It boils down to the business case and the return on investment for the technology. If all that a retailer needs is the price and SKU number, then a traditional UPC code will deliver the results. If the retailer wants to track history of pricing, point of origin, color lot code, and date of manufacture, then the RFID tag can gather and provide that information.

RFID continues to improve every year because of the development of the technology, lowering the cost of the tag and creating new applications. Therefore, the adoption will increase every year. Remember, RFID is bar code on steroids. A bar code will give you the basic info but RFID can provide the pedigree information. Much of the credit for advancement of RFID can be attributed to Mr. Hargrove’s and the University of Arkansas’s work.

Mark Johnson
Guest
Mark Johnson
10 years 10 months ago

I think the great promise of RFID is still the great promise. I am not sure this is as pressing a need to retailers as more effective loyalty, engagement, and CRM strategies are. The dynamics of the multiple new media and communications tools are more pressing in today’s environment.

Marge Laney
Guest
10 years 10 months ago

Item level RFID for apparel retail is huge. It will improve inventory accuracy, reduce shrink, reduce non-selling payrolls, and give insights into the in-store selling environment that have never before been possible. Without it, our systems can tell retailers how many people use their fitting rooms by fitting room by hour, and how long they stay. This is essential information for monitoring and measuring the effectiveness of service and selling strategies, but it doesn’t give insight into what they tried on and what they bought.

My conversations with retailers regarding their fitting room production always begins with the question, “Can you give us conversion from the individual fitting rooms?” My answer is always, “Yes, if you have item level RFID.” As soon as the cost of the tags get low enough, RFID will make a run through apparel retail, I guarantee!

Bill Bittner
Guest
Bill Bittner
10 years 10 months ago

The RFID technology is still striving to meet its initial (hype) promise. Read accuracy still requires a higher price point tag for applications like inventory monitoring or automated checkout where read rates must approach 100%.

Having said that, retailers have learned a lot of ways to use RFID for asset tracking and labor management and the smart ones have begun to upgrade back-end applications to take advantage of serialized item tracking when the tags become cheaper.

It makes sense that fashion retailers would be in the lead. They have higher priced products and the added consumer information that can be gleaned from product movement within the store can drive operating decisions.

Cathy Hotka
Guest
10 years 10 months ago

Mobile commerce is going to spur more widespread adoption of RFID. When retailers find that they’re losing sales due to out of stocks, they’ll find it easier to justify item-level intelligence.

Bill Hanifin
Guest
10 years 10 months ago

Discussions about RFID use in retailing should be differentiated along the consumer marketing track and enterprise track. The opinions about RFID will vary widely depending on whether the responder is from Marketing or Supply Chain Management.

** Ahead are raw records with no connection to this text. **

//! Service interface and registry.
//!
//! A *service* groups related tools under a prefix (`assets`, `viewport`, …).
//! The router splits `prefix/method` names and hands the tail to the service
//! registered under the prefix. Services describe their own tools, which the
//! router aggregates for `tools/list`.
//!
//! Services are only ever invoked on the host's main thread (the transport
//! marshals every routed call through the dispatcher), so a service may touch
//! host state freely from `handle`.

use std::sync::Arc;

use indexmap::IndexMap;
use serde::Serialize;
use serde_json::{json, Map, Value};

use crate::error::RegistryError;
use crate::mcp::protocol::{JsonRpcRequest, JsonRpcResponse};

/// The contract every domain handler implements.
pub trait McpService: Send + Sync {
    /// Handles `method` (the part after `prefix/`) for this service.
    ///
    /// Business-level failures are returned as JSON-RPC error responses; for
    /// `tools/call` invocations the router re-wraps them as in-band errors.
    fn handle(&self, request: &JsonRpcRequest, method: &str) -> JsonRpcResponse;

    /// Human-readable description of the service.
    fn describe(&self) -> String;

    /// Tools this service exposes, named without the service prefix.
    fn tools(&self) -> Vec<ToolDescriptor>;
}

/// Describes a single tool (method) of a service.
///
/// Produced on demand when `tools/list` is called.
#[derive(Debug, Clone, PartialEq)]
pub struct ToolDescriptor {
    /// Method name (without service prefix).
    pub name: String,
    /// Human-readable description.
    pub description: String,
    /// JSON schema of each parameter, keyed by parameter name.
    pub properties: Map<String, Value>,
    /// Names of required parameters.
    pub required: Vec<String>,
}

impl ToolDescriptor {
    /// Creates a tool with no parameters.
    #[must_use]
    pub fn new(name: impl Into<String>, description: impl Into<String>) -> Self {
        Self {
            name: name.into(),
            description: description.into(),
            properties: Map::new(),
            required: Vec::new(),
        }
    }

    /// Adds an optional parameter of the given JSON type.
    #[must_use]
    pub fn param(mut self, name: &str, kind: &str, description: &str) -> Self {
        self.properties.insert(
            name.to_string(),
            json!({ "type": kind, "description": description }),
        );
        self
    }

    /// Adds a required parameter of the given JSON type.
    #[must_use]
    pub fn required_param(mut self, name: &str, kind: &str, description: &str) -> Self {
        self = self.param(name, kind, description);
        self.required.push(name.to_string());
        self
    }

    /// Converts the descriptor into its `tools/list` wire form under `prefix`.
    #[must_use]
    pub fn to_definition(&self, prefix: &str) -> ToolDefinition {
        ToolDefinition {
            name: format!("{prefix}/{}", self.name),
            description: self.description.clone(),
            input_schema: InputSchema {
                kind: "object",
                properties: self.properties.clone(),
                required: self.required.clone(),
            },
        }
    }
}

/// A tool definition for the `tools/list` response.
#[derive(Debug, Clone, Serialize)]
#[serde(rename_all = "camelCase")]
pub struct ToolDefinition {
    /// Namespaced tool name (`prefix/name`).
    pub name: String,
    /// Human-readable description.
    pub description: String,
    /// JSON Schema for the tool's input parameters.
    pub input_schema: InputSchema,
}

/// JSON Schema object describing tool input.
#[derive(Debug, Clone, Serialize)]
pub struct InputSchema {
    /// Always "object".
    #[serde(rename = "type")]
    pub kind: &'static str,
    /// Parameter schemas.
    pub properties: Map<String, Value>,
    /// Required parameter names; omitted when empty.
    #[serde(skip_serializing_if = "Vec::is_empty")]
    pub required: Vec<String>,
}

/// Prefix-keyed store of services.
///
/// Populated once at startup and read-only afterwards, so it can be shared
/// across threads behind an `Arc` without locking. Iteration follows
/// registration order.
#[derive(Default)]
pub struct ServiceRegistry {
    services: IndexMap<String, Arc<dyn McpService>>,
}

impl ServiceRegistry {
    /// Creates an empty registry.
    #[must_use]
    pub fn new() -> Self {
        Self::default()
    }

    /// Registers `service` under `prefix`.
    ///
    /// # Errors
    ///
    /// Fails if the prefix is empty, contains `/`, or is already registered.
    pub fn register(
        &mut self,
        prefix: impl Into<String>,
        service: Arc<dyn McpService>,
    ) -> Result<(), RegistryError> {
        let prefix = prefix.into();

        if prefix.is_empty() {
            return Err(RegistryError::EmptyPrefix);
        }
        if prefix.contains('/') {
            return Err(RegistryError::InvalidPrefix { prefix });
        }
        if self.services.contains_key(&prefix) {
            return Err(RegistryError::DuplicatePrefix { prefix });
        }

        tracing::debug!(prefix = %prefix, "Registered service");
        self.services.insert(prefix, service);
        Ok(())
    }

    /// Looks up the service registered under `prefix`.
    #[must_use]
    pub fn get(&self, prefix: &str) -> Option<&Arc<dyn McpService>> {
        self.services.get(prefix)
    }

    /// Iterates over `(prefix, service)` pairs in registration order.
    pub fn iter(&self) -> impl Iterator<Item = (&str, &Arc<dyn McpService>)> {
        self.services.iter().map(|(k, v)| (k.as_str(), v))
    }

    /// Number of registered services.
    #[must_use]
    pub fn len(&self) -> usize {
        self.services.len()
    }

    /// Returns `true` if no services are registered.
    #[must_use]
    pub fn is_empty(&self) -> bool {
        self.services.is_empty()
    }
}

impl std::fmt::Debug for ServiceRegistry {
    fn fmt(&self, f: &mut std::fmt::Formatter<'_>) -> std::fmt::Result {
        f.debug_struct("ServiceRegistry")
            .field("prefixes", &self.services.keys().collect::<Vec<_>>())
            .finish()
    }
}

RFID will take hold first to support more efficient inventory management and provide alternatives to asset protection technology in place today. Companies which provide theft reduction solutions (Sensormatic) should pay close attention to new competitors which might base a broader based solution on a more open platform to compete with their product offers.

RFID has a longer runway to be incorporated into consumer marketing programs. RFID carries the implication of “tracking” rather than allowing consumers to “opt-in,” which is a condition to success in most cases.

James Tenser
Guest
10 years 10 months ago

I foresee item-level RFID continuing to grow fastest in categories like fashion, prescription drugs and consumer electronics, where the price points are higher and the velocity lower than CPG. Tagging display fixtures and pallets makes practical sense too. It would be a mistake to regard those little transponders as magic bullets, however.

To attain a balanced perspective on the potential of item-level RFID, one must widen the thought process beyond the supply chain and consider its potential impact upon In-Store Implementation and compliance. Today we have a sparse patchwork of in-store sensing and measurement tools that inadequately illuminate the selling floor for merchants and marketers.

RFID could help. It may soon be one of several key enablers for the emerging ISI discipline. Then again, after 30 years we’re still learning how to capture and put to use the data flows from our POS scanners.

John Crossman
Guest
John Crossman
10 years 10 months ago

I believe that in today’s world, retailers must leverage multiple lines of communication in order to maximize sales. This is a great example of the need for diversification.